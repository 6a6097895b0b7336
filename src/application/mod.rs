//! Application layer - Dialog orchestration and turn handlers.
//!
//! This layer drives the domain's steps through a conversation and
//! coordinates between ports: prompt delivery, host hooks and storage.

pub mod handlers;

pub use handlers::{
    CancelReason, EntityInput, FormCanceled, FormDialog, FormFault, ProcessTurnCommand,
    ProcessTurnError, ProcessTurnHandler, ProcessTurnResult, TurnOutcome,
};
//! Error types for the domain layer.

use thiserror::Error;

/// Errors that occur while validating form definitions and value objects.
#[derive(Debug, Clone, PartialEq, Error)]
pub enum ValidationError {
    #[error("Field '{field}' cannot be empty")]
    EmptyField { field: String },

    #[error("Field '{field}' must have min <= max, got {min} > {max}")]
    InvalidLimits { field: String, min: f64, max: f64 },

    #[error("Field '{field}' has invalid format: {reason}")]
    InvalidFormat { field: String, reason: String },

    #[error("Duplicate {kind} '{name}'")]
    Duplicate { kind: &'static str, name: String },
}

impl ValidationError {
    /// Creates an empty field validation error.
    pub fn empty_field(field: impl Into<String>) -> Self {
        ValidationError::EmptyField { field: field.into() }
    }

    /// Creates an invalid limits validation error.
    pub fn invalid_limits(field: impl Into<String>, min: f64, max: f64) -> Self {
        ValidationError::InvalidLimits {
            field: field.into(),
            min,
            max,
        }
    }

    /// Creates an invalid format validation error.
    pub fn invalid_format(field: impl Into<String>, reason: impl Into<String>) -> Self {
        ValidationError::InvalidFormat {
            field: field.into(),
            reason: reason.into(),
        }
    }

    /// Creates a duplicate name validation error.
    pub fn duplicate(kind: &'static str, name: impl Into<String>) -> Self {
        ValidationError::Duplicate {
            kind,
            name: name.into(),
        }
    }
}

· · · · ·

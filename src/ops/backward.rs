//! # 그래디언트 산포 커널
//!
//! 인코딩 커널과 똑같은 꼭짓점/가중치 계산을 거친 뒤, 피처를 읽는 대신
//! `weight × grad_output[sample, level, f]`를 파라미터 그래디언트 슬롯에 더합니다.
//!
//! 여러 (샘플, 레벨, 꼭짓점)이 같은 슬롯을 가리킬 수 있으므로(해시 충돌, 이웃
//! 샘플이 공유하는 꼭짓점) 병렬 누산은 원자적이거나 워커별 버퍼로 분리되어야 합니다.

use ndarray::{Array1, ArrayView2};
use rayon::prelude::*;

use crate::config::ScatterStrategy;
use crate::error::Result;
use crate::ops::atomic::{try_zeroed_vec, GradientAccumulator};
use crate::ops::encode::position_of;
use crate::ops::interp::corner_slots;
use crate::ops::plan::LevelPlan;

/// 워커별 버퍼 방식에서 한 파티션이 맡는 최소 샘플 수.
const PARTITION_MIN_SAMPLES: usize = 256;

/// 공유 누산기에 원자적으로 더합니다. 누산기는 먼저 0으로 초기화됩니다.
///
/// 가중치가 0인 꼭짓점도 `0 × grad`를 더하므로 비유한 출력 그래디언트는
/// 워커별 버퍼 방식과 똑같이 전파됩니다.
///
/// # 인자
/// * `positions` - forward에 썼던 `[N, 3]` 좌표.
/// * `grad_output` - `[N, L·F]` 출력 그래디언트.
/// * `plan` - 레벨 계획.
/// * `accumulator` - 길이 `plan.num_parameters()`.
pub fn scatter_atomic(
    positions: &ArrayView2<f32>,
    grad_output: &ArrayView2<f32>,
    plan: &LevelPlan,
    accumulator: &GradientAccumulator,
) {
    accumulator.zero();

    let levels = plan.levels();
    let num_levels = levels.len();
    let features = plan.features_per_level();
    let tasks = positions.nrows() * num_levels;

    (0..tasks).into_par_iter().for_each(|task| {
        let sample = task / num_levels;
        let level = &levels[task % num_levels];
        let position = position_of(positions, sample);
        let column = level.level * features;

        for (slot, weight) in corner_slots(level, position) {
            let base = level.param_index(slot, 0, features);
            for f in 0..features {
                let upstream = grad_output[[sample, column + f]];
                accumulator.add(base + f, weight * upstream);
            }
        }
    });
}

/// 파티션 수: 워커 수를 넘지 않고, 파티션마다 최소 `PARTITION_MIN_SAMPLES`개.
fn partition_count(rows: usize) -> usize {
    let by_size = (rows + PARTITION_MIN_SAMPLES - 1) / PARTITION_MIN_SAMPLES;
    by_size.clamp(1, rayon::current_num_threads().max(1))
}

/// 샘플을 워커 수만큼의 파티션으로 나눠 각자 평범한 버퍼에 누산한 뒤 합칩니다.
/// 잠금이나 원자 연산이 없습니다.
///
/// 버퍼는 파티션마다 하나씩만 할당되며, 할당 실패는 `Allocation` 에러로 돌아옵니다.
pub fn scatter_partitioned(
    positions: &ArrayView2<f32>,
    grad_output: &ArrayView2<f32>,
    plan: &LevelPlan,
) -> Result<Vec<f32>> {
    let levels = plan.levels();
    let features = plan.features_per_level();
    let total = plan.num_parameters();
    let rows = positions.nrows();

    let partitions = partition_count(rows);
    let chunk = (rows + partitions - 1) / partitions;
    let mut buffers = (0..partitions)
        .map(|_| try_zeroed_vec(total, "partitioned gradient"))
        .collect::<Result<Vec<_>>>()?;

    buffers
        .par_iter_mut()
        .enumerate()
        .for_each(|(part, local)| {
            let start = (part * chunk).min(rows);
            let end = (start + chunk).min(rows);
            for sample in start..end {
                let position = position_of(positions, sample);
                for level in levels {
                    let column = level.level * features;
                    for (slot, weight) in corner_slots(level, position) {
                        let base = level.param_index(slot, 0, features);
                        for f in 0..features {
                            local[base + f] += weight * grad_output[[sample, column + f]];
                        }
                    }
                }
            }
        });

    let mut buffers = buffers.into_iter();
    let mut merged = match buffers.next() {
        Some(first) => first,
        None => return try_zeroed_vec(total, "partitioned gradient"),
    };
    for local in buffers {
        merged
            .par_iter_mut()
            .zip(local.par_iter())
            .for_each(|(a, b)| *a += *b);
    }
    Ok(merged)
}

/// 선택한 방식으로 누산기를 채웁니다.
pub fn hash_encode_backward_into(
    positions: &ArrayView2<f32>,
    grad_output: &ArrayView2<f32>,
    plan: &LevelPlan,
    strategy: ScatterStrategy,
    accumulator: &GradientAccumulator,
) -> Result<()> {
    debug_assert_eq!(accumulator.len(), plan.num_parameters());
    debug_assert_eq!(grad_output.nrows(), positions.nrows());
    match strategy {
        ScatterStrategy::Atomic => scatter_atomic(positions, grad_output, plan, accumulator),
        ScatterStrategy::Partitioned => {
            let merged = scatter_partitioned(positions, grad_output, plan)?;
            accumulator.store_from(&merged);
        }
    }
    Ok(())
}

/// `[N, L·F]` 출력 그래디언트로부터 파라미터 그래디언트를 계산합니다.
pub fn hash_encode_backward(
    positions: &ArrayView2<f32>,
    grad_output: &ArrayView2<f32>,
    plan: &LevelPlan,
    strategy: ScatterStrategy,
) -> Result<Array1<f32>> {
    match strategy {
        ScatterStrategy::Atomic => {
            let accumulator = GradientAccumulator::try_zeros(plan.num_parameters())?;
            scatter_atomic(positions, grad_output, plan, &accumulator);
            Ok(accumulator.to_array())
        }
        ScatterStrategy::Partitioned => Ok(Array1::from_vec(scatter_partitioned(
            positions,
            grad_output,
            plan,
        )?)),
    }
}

· · · · ·

• _PROBLEM TO WORK ON_
Within the lines above, find those holding the word "static" and copy them.

• _TASK RESPONSE_
    Duplicate { kind: &'static str, name: String },
    pub fn duplicate(kind: &'static str, name: impl Into<String>) -> Self {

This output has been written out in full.